- Test of: Parietal lobe

= Judgment of Line Orientation =

Standardized test of visuospatial skills

Judgment of Line Orientation (JLO) is a standardized test of visuospatial skills commonly associated with functioning of the parietal lobe in the right hemisphere. The test measures a person's ability to match the angle and orientation of lines in space. Subjects are asked to match two angled lines to a set of 11 lines that are arranged in a semicircle and separated 18 degrees from each other.
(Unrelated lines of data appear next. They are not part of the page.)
#![forbid(unsafe_code)]
//! SQL layer over the single SQLite record store.

mod counts;
mod filters;
mod listings;
mod rows;
mod schema;
mod windows;
mod writes;

pub use counts::{
    assessment_ratings, audit_status_counts, incident_severity_counts, incident_status_counts,
    module_counts, open_incident_count, training_status_counts, ModuleCounts,
};
pub use filters::{AssessmentFilter, IncidentFilter, QueryLimits, DEFAULT_LIMIT};
pub use listings::{export_assessments, list_assessments, list_incidents};
pub use schema::ensure_schema;
pub use windows::{
    assessment_dates_since, audit_dates_since, audits_between, equipment_between,
    incident_dates_since, tasks_between, training_dates_since, trainings_between,
};
pub use writes::{
    insert_assessment, insert_audit, insert_equipment, insert_incident, insert_task,
    insert_training,
};

pub const CRATE_NAME: &str = "baret-query";

#[derive(Debug)]
pub struct QueryError(pub String);

impl std::fmt::Display for QueryError {
    fn fmt(&self, f: &mut std::fmt::Formatter<'_>) -> std::fmt::Result {
        write!(f, "{}", self.0)
    }
}
impl std::error::Error for QueryError {}

impl From<rusqlite::Error> for QueryError {
    fn from(err: rusqlite::Error) -> Self {
        Self(err.to_string())
    }
}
The complete test has 30 items, but short forms have also been created. There is normative data available for ages 7-96.

In 1994, Arthur L. Benton developed the test from his study of the effects of a right hemisphere lesion on spatial skills.

==Clinical performances==
In a study measuring JLO scores and on-road performance, JLO was correlated with better backing-up scores.

===Neurological disorders===
Patients with the following disorders often fail the JLO test:
- Dementia
- William's syndrome
- Neurofibromatosis type I

Patients with dementia often perform poorly on this test. It has been suggested that patients with Parkinson's disease perform poorly because of the complexity of task demands, not due to visuospatial deficits.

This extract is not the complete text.